Instructions to follow -
Give again, word for word, each line from the top of the listing through the line that holds "is unused, the".

Record extracts -
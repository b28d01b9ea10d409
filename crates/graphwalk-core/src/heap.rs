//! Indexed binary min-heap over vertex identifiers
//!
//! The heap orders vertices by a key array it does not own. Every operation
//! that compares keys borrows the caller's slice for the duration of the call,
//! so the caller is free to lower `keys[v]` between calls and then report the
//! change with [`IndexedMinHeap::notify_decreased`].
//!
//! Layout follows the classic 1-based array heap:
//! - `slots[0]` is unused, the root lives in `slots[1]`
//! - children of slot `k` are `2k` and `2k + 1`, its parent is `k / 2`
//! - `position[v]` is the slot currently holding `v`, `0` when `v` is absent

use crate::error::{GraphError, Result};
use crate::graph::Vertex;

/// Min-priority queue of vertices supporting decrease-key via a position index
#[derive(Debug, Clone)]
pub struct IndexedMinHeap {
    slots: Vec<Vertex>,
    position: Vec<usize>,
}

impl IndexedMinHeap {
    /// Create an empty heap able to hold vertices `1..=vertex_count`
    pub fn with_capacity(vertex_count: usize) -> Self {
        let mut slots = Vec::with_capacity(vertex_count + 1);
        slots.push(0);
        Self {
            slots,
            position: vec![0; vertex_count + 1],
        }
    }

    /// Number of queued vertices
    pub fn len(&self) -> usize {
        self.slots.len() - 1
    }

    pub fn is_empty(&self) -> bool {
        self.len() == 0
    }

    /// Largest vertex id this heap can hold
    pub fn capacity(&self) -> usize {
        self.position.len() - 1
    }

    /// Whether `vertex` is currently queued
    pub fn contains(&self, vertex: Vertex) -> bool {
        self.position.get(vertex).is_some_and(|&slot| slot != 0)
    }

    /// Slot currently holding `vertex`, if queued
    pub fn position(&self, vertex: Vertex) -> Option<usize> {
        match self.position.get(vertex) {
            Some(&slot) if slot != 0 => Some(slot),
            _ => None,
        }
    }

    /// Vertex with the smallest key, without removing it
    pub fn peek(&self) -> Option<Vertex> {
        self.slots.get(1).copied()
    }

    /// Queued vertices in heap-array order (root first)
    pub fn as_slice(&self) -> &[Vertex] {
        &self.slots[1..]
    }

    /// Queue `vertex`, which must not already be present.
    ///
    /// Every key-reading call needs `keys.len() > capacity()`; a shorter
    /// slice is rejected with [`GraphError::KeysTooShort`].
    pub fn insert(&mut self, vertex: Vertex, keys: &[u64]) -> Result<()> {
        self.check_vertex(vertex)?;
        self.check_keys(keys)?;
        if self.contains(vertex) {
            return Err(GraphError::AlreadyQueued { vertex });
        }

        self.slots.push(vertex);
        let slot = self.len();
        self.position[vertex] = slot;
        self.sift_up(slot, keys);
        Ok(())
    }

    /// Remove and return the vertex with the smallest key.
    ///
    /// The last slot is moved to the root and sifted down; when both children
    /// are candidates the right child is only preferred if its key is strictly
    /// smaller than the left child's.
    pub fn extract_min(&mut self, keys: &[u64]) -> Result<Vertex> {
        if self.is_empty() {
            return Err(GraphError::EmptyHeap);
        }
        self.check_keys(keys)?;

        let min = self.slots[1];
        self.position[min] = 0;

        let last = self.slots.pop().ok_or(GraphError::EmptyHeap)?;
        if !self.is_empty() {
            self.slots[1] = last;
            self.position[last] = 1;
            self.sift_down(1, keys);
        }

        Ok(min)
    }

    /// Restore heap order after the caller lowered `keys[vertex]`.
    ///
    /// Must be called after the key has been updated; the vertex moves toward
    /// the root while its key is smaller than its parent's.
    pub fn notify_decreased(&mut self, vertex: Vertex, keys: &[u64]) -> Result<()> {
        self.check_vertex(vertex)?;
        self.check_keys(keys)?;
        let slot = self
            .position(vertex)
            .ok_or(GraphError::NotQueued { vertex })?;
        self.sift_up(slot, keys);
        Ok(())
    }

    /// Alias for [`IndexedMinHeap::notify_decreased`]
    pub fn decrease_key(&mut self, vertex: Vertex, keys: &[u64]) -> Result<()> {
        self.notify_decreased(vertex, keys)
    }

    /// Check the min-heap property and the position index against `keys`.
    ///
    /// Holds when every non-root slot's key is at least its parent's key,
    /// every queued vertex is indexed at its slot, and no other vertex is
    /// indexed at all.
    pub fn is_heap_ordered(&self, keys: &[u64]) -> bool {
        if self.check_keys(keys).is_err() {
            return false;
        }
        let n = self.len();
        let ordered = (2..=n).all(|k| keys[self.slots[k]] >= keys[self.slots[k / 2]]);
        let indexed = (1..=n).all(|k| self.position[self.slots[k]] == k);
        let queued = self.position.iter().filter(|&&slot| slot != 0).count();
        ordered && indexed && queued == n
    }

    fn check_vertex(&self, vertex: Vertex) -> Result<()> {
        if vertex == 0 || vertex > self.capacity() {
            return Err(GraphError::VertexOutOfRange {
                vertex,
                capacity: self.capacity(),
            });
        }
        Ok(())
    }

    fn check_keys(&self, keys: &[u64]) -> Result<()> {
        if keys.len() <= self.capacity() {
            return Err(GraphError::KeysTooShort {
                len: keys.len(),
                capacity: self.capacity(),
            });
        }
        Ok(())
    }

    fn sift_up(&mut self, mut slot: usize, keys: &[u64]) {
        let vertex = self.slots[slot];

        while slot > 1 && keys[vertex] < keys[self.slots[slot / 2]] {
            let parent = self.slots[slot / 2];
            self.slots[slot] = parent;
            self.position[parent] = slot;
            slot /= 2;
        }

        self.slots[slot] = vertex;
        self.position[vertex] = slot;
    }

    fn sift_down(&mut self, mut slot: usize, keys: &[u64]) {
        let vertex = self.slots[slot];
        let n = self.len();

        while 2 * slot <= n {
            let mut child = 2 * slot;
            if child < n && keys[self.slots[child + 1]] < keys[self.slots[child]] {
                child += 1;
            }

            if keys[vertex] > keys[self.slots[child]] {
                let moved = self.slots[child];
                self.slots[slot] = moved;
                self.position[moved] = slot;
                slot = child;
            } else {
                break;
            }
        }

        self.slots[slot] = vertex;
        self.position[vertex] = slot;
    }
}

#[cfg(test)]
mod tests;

Worked solution -
repository b28d01b9ea10d409
filename crates/graphwalk-core/src/heap.rs
//! Indexed binary min-heap over vertex identifiers
//!
//! The heap orders vertices by a key array it does not own. Every operation
//! that compares keys borrows the caller's slice for the duration of the call,
//! so the caller is free to lower `keys[v]` between calls and then report the
//! change with [`IndexedMinHeap::notify_decreased`].
//!
//! Layout follows the classic 1-based array heap:
//! - `slots[0]` is unused, the root lives in `slots[1]`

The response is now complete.